SLR - July 2017 - Emily Sanphy

Anatomical Reconstruction of the Fourth Brachymetatarsia with One-Stage Iliac Bone and Cartilage Cap Grafting

Reference: Woo SH, Bang CY, Ahn HC, Kim SJ, Choi JY. Anatomical Reconstruction of the Fourth Brachymetatarsia with One-Stage Iliac Bone and Cartilage Cap Grafting. JPRAS. 2017 Feb; 70:666–72.

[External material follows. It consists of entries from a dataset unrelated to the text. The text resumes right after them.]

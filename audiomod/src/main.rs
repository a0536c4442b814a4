mod cli;

use std::path::Path;
use std::time::Duration;

use anyhow::Context;
use audiomod_core::{AudioModifier, JobEvent, JobStatus, Operation, Plan, Toolchain};
use env_logger::Env;
use indicatif::{ProgressBar, ProgressDrawTarget, ProgressStyle};
use log::debug;

use crate::cli::{build_cli, extract_options, is_dry_run, parse_action, Action};

/// Listener percentages carry two decimals.
const PROGRESS_SCALE: u64 = 10_000;

fn describe_input(input: Option<&Path>) -> String {
    input.map_or_else(
        || "the configured input".to_owned(),
        |path| format!("'{}'", path.display()),
    )
}

fn dry_run(
    modifier: &AudioModifier,
    operation: &Operation,
    input: Option<&Path>,
) -> anyhow::Result<()> {
    let plan = modifier
        .plan(operation, input)
        .with_context(|| format!("failed to plan {operation} for {}", describe_input(input)))?;

    println!("Dry run: would run:");
    for line in modifier.describe(&plan) {
        println!("  {line}");
    }
    if matches!(plan, Plan::Normalize(_)) {
        println!("  followed by a gain pass sized from the measured peak");
    }
    Ok(())
}

fn run(
    modifier: &AudioModifier,
    operation: &Operation,
    input: Option<&Path>,
) -> anyhow::Result<()> {
    let progress = ProgressBar::new(PROGRESS_SCALE);
    progress.set_draw_target(ProgressDrawTarget::stderr());
    let style = ProgressStyle::with_template(
        "{spinner:.green} [{elapsed_precise}] {bar:40.cyan/blue} {msg}",
    )
    .unwrap_or_else(|_| ProgressStyle::default_bar());
    progress.set_style(style);

    let handle = progress.clone();
    let mut listener = move |event: JobEvent<'_>| match event {
        JobEvent::Start(command_line) => {
            debug!("spawned {command_line}");
            handle.set_position(0);
            handle.enable_steady_tick(Duration::from_millis(100));
        }
        JobEvent::Progress(percent) => {
            handle.set_position(((percent * 100.0).round() as u64).min(PROGRESS_SCALE));
            handle.set_message(format!("{percent:.2}%"));
        }
        JobEvent::End => handle.set_message("Completed"),
        JobEvent::Error(_) => handle.abandon(),
    };

    let result = modifier
        .run(operation, input, &mut listener)
        .with_context(|| format!("failed to run {operation} on {}", describe_input(input)));
    progress.finish_and_clear();

    let outcome = result?;
    match outcome.status {
        JobStatus::Completed => println!("Output written to {}", outcome.output_path.display()),
        JobStatus::AlreadyNormalized => println!(
            "{} is already normalized",
            outcome.output_path.display()
        ),
    }
    Ok(())
}

fn main() -> anyhow::Result<()> {
    env_logger::Builder::from_env(Env::default().default_filter_or("info")).init();

    let (argv, options) = extract_options(std::env::args_os());
    let matches = build_cli().get_matches_from(argv);
    let action = parse_action(&matches)?;

    let config = options
        .resolve()
        .context("failed to resolve job options")?;
    let modifier = AudioModifier::new(config, Toolchain::system());

    match action {
        Action::Play { input } => modifier
            .play_audio_file(input.as_deref())
            .with_context(|| format!("failed to play {}", describe_input(input.as_deref()))),
        Action::Run { operation, input } if is_dry_run(&matches) => {
            dry_run(&modifier, &operation, input.as_deref())
        }
        Action::Run { operation, input } => run(&modifier, &operation, input.as_deref()),
    }
}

Scientific Literature Review

Reviewed By: Emily Sanphy, DPM
Residency Program: MetroWest Medical Center, Framingham, MA

Podiatric Relevance: Congenital brachymetatarsia results in an abnormally short toe due to an interruption in the growth of a metatarsal. Distraction osteogenesis, while a popular surgical procedure for brachymetatarsia, often requires multiple trips to the operating room and necessitates strict patient compliance. Because the cause of brachymetatarsia is thought to be from premature closing of the distal epiphyseal growth plate, this study evaluated the use of an autogenous iliac bone graft at the epiphysis with repositioning of the MTPJ articular cartilage cap for a single-stage surgical treatment of fourth metatarsal brachymetatarsia.

Methods:
This is a retrospective review of 56 feet in 41 patients with congenital brachymetatarsia of the fourth who were treated with a single-staged autogenous iliac bone grafting over an eight-year period. The primary treatment goal for all patients was cosmetic improvement. The procedure involved a Z-plasty skin incision over the fourth MTPJ with a Z-lengthening of the extensor digitorum longus tendon and dorsal MTPJ capsule excision. Autogenous bone graft was then harvested from the contralateral limb and inserted into the new cartilaginous cap using a K-wire. The K-wire was then driven into the metatarsal base to allow graft interposition. The graft site was fixated with two crossed K-wires. Postoperative course included heel-touch partial weightbearing ambulation in short leg splints with crutch shoes. K-wires were removed at eight weeks with confirmed radiological union. Radiological evaluation included pre- and postoperative metatarsal length gains and percentages. If MRI was used, the viability of the cartilage cap was assessed. Functional evaluation was performed via AOFAS scores. Cosmetic evaluation was based on overall foot configuration, scarring, donor site morbidity and symmetry of the bilateral feet.

Results:
The mean follow-up period was 43.6 months. The mean fixation period was 58.5 days, and the mean length gain was 20.9 mm or a 39 percent increase in preoperative length. Eighteen patients opted into having an MRI, and 15 showed minimal to no MTPJ irregularity. There was one case of nonunion, which was asymptomatic and did not require revision. Mean AOFAS score was 82.0, and all patients reported that they would undergo the same procedure if necessary.

Conclusions:
The authors propose a successful option for single-staged surgical correction of brachymetatarsia using autogenous bone grafting to the epiphysis of the fourth metatarsal. There seemed to be fewer complications and increased length gain as compared to a study by Lee et al., which reviewed a single-staged graft into the metatarsal shaft. The authors reported limitations in assessing cartilaginous cap viability due to the low number of MRIs. After reviewing this article, it was unclear if this was a single-surgeon or multiple-surgeon procedure. Exclusion and inclusion criteria were not clearly defined. While outcomes appeared to be good overall, it is difficult to assess functionality of the procedure when the primary goal was cosmetic. With the need for a second specialist to perform the bone graft harvesting in many states, the use of allogenic iliac bone graft at the epiphysis should be investigated.